→ **Your assignment**
Pull every line that includes the word "frames" out of the data below and copy it.

→ **Exercise materials**

╭──

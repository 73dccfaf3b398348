//! Null audio backend
//!
//! Accepts every format and completes playback immediately. Used when no
//! sound device is wanted, or in place of one that is unavailable.

use crate::audio::{AudioBuffer, AudioContext, AudioOutput};
use crate::Result;
use log::debug;

#[derive(Default)]
pub struct NullOutput {
    /// Set when standing in for an unavailable backend
    reason: Option<String>,
}

impl NullOutput {
    pub fn new() -> Self {
        Self { reason: None }
    }

    /// Null output replacing a backend that could not be used
    pub fn fallback(reason: impl Into<String>) -> Self {
        Self {
            reason: Some(reason.into()),
        }
    }
}

struct NullContext;

impl AudioOutput for NullOutput {
    fn name(&self) -> &str {
        "null"
    }

    fn open(&mut self, _sample_rate: u32, _channels: u16) -> Result<Box<dyn AudioContext>> {
        Ok(Box::new(NullContext))
    }

    fn fallback_reason(&self) -> Option<&str> {
        self.reason.as_deref()
    }
}

impl AudioContext for NullContext {
    fn render(&mut self, buffer: &AudioBuffer) -> Result<()> {
        debug!("Discarding {} frames", buffer.frame_count());
        Ok(())
    }

    fn close(&mut self) -> Result<()> {
        Ok(())
    }
}
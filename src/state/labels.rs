//! Localized UI labels
//!
//! Short strings for the navigation and the hub title, one set per UI
//! language. Unknown languages fall back to English.

use once_cell::sync::Lazy;
use std::collections::HashMap;

/// Labels shown for one UI language
#[derive(Debug, Clone, Copy, PartialEq, Eq)]
pub struct Labels {
    pub translate: &'static str,
    pub learn: &'static str,
    pub image: &'static str,
    pub audio: &'static str,
    pub write: &'static str,
    pub about: &'static str,
    pub hub: &'static str,
}

/// UI language code -> labels
pub static LABELS: Lazy<HashMap<&'static str, Labels>> = Lazy::new(|| {
    let mut m = HashMap::new();
    m.insert(
        "en",
        Labels {
            translate: "Translate",
            learn: "Learn",
            image: "Image",
            audio: "Audio",
            write: "Write",
            about: "About",
            hub: "Kurdish Creator Hub",
        },
    );
    m.insert(
        "ku-sorani",
        Labels {
            translate: "وەرگێڕان",
            learn: "فێربوون",
            image: "وێنە",
            audio: "دەنگ",
            write: "نووسین",
            about: "دەربارە",
            hub: "ناوەندی دروستکەرانی کورد",
        },
    );
    m.insert(
        "ku-badini",
        Labels {
            translate: "وەگێڕان",
            learn: "فێربوون",
            image: "وێنە",
            audio: "دەنگ",
            write: "نڤیسین",
            about: "دەربارە",
            hub: "ناڤەندا چێکەرێن کورد",
        },
    );
    m.insert(
        "de",
        Labels {
            translate: "Übersetzen",
            learn: "Lernen",
            image: "Bild",
            audio: "Audio",
            write: "Schreiben",
            about: "Über",
            hub: "Kurdisches Creator-Hub",
        },
    );
    m.insert(
        "ar",
        Labels {
            translate: "ترجمة",
            learn: "تعلم",
            image: "صور",
            audio: "صوت",
            write: "كتابة",
            about: "حول",
            hub: "مركز المبدعين الكرد",
        },
    );
    m.insert(
        "tr",
        Labels {
            translate: "Çeviri",
            learn: "Öğren",
            image: "Görüntü",
            audio: "Ses",
            write: "Yaz",
            about: "Hakkında",
            hub: "Kürt İçerik Üreticileri",
        },
    );
    m.insert(
        "fa",
        Labels {
            translate: "ترجمه",
            learn: "یادگیری",
            image: "تصویر",
            audio: "صوت",
            write: "نوشتن",
            about: "درباره",
            hub: "مرکز آفرینندگان کرد",
        },
    );
    m.insert(
        "fr",
        Labels {
            translate: "Traduire",
            learn: "Apprendre",
            image: "Image",
            audio: "Audio",
            write: "Écrire",
            about: "À propos",
            hub: "Hub des Créateurs Kurdes",
        },
    );
    m.insert(
        "es",
        Labels {
            translate: "Traducir",
            learn: "Aprender",
            image: "Imagen",
            audio: "Audio",
            write: "Escribir",
            about: "Sobre",
            hub: "Centro de Creadores Kurdos",
        },
    );
    m.insert(
        "it",
        Labels {
            translate: "Traduci",
            learn: "Impara",
            image: "Immagine",
            audio: "Audio",
            write: "Scrivi",
            about: "Su",
            hub: "Centro Creatori Curdi",
        },
    );
    m
});

/// Labels for a UI language, English if it has none
pub fn labels_for(code: &str) -> &'static Labels {
    LABELS
        .get(code)
        .or_else(|| LABELS.get("en"))
        .expect("English labels are always present")
}

#[cfg(test)]
mod tests {
    use super::*;
    use crate::language::LANGUAGES;

    #[test]
    fn test_every_language_has_labels() {
        for lang in LANGUAGES {
            assert!(LABELS.contains_key(lang.code), "{}", lang.code);
        }
    }

    #[test]
    fn test_fallback_to_english() {
        assert_eq!(labels_for("xx").translate, "Translate");
        assert_eq!(labels_for("de").write, "Schreiben");
    }
}
//! Speech synthesis through the generative API
//!
//! The user's text is classified, a speech prompt is built for the
//! effective language, the returned PCM payload is decoded and then played
//! on the service's [`Player`].
//!
//! Requests are tagged with a generation number. A response is only played
//! if no newer request was started (or the service invalidated) while it
//! was in flight.

use crate::api::features::{ENGLISH_OVERRIDE_NOTE, SPEECH_TONE};
use crate::api::{Dispatcher, Feature};
use crate::audio::{decode_audio, AudioBuffer, Player, SPEECH_CHANNELS, SPEECH_SAMPLE_RATE};
use crate::language::{decide, language_name, LanguageDecision};
use crate::{PeshkatError, Result};
use log::{debug, error, info, warn};

/// Identifies one synthesis request
#[derive(Debug, Clone, Copy, PartialEq, Eq)]
pub struct RequestTicket {
    generation: u64,
}

impl RequestTicket {
    pub fn generation(&self) -> u64 {
        self.generation
    }
}

/// Decoded result of a synthesis request, not yet played
#[derive(Debug, Clone)]
pub struct Synthesis {
    pub decision: LanguageDecision,
    pub buffer: AudioBuffer,
}

/// What happened to a speak request
#[derive(Debug, Clone, PartialEq)]
pub enum Outcome {
    /// Audio was played to completion
    Played {
        decision: LanguageDecision,
        frames: usize,
    },
    /// A newer request superseded this one; its response was dropped
    Stale,
    /// Nothing to say
    Skipped,
}

/// Audio format assumed for synthesized speech
#[derive(Debug, Clone, Copy, PartialEq, Eq)]
pub struct SpeechFormat {
    pub sample_rate: u32,
    pub channels: u16,
}

impl Default for SpeechFormat {
    fn default() -> Self {
        Self {
            sample_rate: SPEECH_SAMPLE_RATE,
            channels: SPEECH_CHANNELS,
        }
    }
}

/// Template variables for the speech prompt
pub fn speech_vars<'a>(text: &'a str, decision: &LanguageDecision) -> Vec<(&'static str, &'a str)> {
    let note = if decision.is_english {
        ENGLISH_OVERRIDE_NOTE
    } else {
        ""
    };
    vec![
        ("language", language_name(&decision.effective_language_code)),
        ("tone", SPEECH_TONE),
        ("override", note),
        ("text", text),
    ]
}

/// Sample rate advertised in a PCM mime type (`audio/L16;codec=pcm;rate=24000`)
///
/// A zero rate counts as not advertised.
pub fn parse_pcm_rate(mime_type: &str) -> Option<u32> {
    mime_type
        .split(';')
        .filter_map(|param| param.trim().strip_prefix("rate="))
        .find_map(|rate| rate.parse::<u32>().ok())
        .filter(|&rate| rate > 0)
}

/// Speech feature: classify, request, decode, play
pub struct SpeechService {
    player: Player,
    format: SpeechFormat,
    generation: u64,
    generating: bool,
}

impl SpeechService {
    pub fn new(player: Player) -> Self {
        Self::with_format(player, SpeechFormat::default())
    }

    pub fn with_format(player: Player, format: SpeechFormat) -> Self {
        Self {
            player,
            format,
            generation: 0,
            generating: false,
        }
    }

    pub fn player(&self) -> &Player {
        &self.player
    }

    pub fn format(&self) -> SpeechFormat {
        self.format
    }

    /// Is a request currently in flight?
    pub fn is_generating(&self) -> bool {
        self.generating
    }

    /// Start a request
    ///
    /// Fails while another request from this service is still generating.
    pub fn begin(&mut self) -> Result<RequestTicket> {
        if self.generating {
            return Err(PeshkatError::SynthesisRequest(
                "a synthesis request is already in progress".to_string(),
            ));
        }
        self.generation += 1;
        self.generating = true;
        debug!("Began synthesis generation {}", self.generation);
        Ok(RequestTicket {
            generation: self.generation,
        })
    }

    /// Does the ticket belong to the newest request?
    pub fn is_current(&self, ticket: RequestTicket) -> bool {
        ticket.generation == self.generation
    }

    /// Forget any in-flight request so its response is ignored
    pub fn invalidate(&mut self) {
        self.generation += 1;
        self.generating = false;
        debug!("Invalidated synthesis requests up to generation {}", self.generation);
    }

    /// Send the request and decode the payload
    ///
    /// Does not touch service state, so it can run away from the service.
    pub fn fetch(
        dispatcher: &Dispatcher,
        format: SpeechFormat,
        text: &str,
        selected_language: &str,
    ) -> Result<Synthesis> {
        let decision = decide(text, selected_language);
        info!(
            "Synthesizing {} chars as {}{}",
            text.chars().count(),
            decision.effective_language_code,
            if decision.is_english { " (English override)" } else { "" }
        );

        let vars = speech_vars(text, &decision);
        let response = dispatcher
            .dispatch(Feature::Speech, &vars, Vec::new())
            .map_err(|e| PeshkatError::SynthesisRequest(e.to_string()))?;

        let audio = response.first_inline_data().ok_or_else(|| {
            PeshkatError::SynthesisRequest("response contained no audio payload".to_string())
        })?;

        let sample_rate = parse_pcm_rate(&audio.mime_type).unwrap_or(format.sample_rate);
        let buffer = decode_audio(&audio.data, sample_rate, format.channels)?;

        Ok(Synthesis { decision, buffer })
    }

    /// Finish a request with its fetch result
    ///
    /// Stale tickets are dropped without touching the player. A failure
    /// leaves the player idle.
    pub fn apply(&mut self, ticket: RequestTicket, result: Result<Synthesis>) -> Result<Outcome> {
        if !self.is_current(ticket) {
            warn!(
                "Dropping stale synthesis response (generation {}, current {})",
                ticket.generation, self.generation
            );
            return Ok(Outcome::Stale);
        }
        self.generating = false;

        let synthesis = result.map_err(|e| {
            error!("Speech synthesis failed: {}", e);
            e
        })?;
        let frames = synthesis.buffer.frame_count();
        self.player.play(synthesis.buffer)?;

        Ok(Outcome::Played {
            decision: synthesis.decision,
            frames,
        })
    }

    /// Speak text in the selected language, or in English when the text
    /// is English-dominant
    pub fn speak(
        &mut self,
        dispatcher: &Dispatcher,
        text: &str,
        selected_language: &str,
    ) -> Result<Outcome> {
        if text.trim().is_empty() {
            return Ok(Outcome::Skipped);
        }

        let ticket = self.begin()?;
        let result = Self::fetch(dispatcher, self.format, text, selected_language);
        self.apply(ticket, result)
    }
}

#[cfg(test)]
mod tests {
    use super::*;
    use crate::audio::backends::null::NullOutput;

    fn service() -> SpeechService {
        SpeechService::new(Player::new(Box::new(NullOutput::new())))
    }

    fn silent() -> Synthesis {
        Synthesis {
            decision: decide("Hello", "de"),
            buffer: decode_audio("AAA=", SPEECH_SAMPLE_RATE, 1).unwrap(),
        }
    }

    #[test]
    fn test_parse_pcm_rate() {
        assert_eq!(parse_pcm_rate("audio/L16;codec=pcm;rate=24000"), Some(24000));
        assert_eq!(parse_pcm_rate("audio/L16; rate=16000"), Some(16000));
        assert_eq!(parse_pcm_rate("audio/pcm"), None);
        assert_eq!(parse_pcm_rate("audio/L16;codec=pcm;rate=0"), None);
    }

    #[test]
    fn test_speech_vars_english_override() {
        let decision = decide("Hello world", "ku-sorani");
        let vars = speech_vars("Hello world", &decision);
        assert!(vars.contains(&("language", "English")));
        assert!(vars.contains(&("override", ENGLISH_OVERRIDE_NOTE)));
    }

    #[test]
    fn test_speech_vars_selected_language() {
        let decision = decide("سڵاو", "ku-sorani");
        let vars = speech_vars("سڵاو", &decision);
        assert!(vars.contains(&("language", "Kurdish (Sorani)")));
        assert!(vars.contains(&("override", "")));
    }

    #[test]
    fn test_second_begin_while_generating_fails() {
        let mut service = service();
        service.begin().unwrap();
        assert!(matches!(service.begin(), Err(PeshkatError::SynthesisRequest(_))));
    }

    #[test]
    fn test_stale_response_dropped() {
        let mut service = service();
        let old = service.begin().unwrap();
        service.invalidate();
        let new = service.begin().unwrap();

        assert_eq!(service.apply(old, Ok(silent())).unwrap(), Outcome::Stale);
        assert!(service.is_generating());

        let outcome = service.apply(new, Ok(silent())).unwrap();
        assert!(matches!(outcome, Outcome::Played { frames: 1, .. }));
        assert!(!service.is_generating());
    }

    #[test]
    fn test_failed_request_clears_generating() {
        let mut service = service();
        let ticket = service.begin().unwrap();
        let err = service
            .apply(ticket, Err(PeshkatError::SynthesisRequest("down".to_string())))
            .unwrap_err();
        assert!(matches!(err, PeshkatError::SynthesisRequest(_)));
        assert!(!service.is_generating());
        assert!(!service.player().is_playing());
    }
}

╰──

→ **Answer to this exercise**
        debug!("Discarding {} frames", buffer.frame_count());
        frames: usize,
        let frames = synthesis.buffer.frame_count();
            frames,
        assert!(matches!(outcome, Outcome::Played { frames: 1, .. }));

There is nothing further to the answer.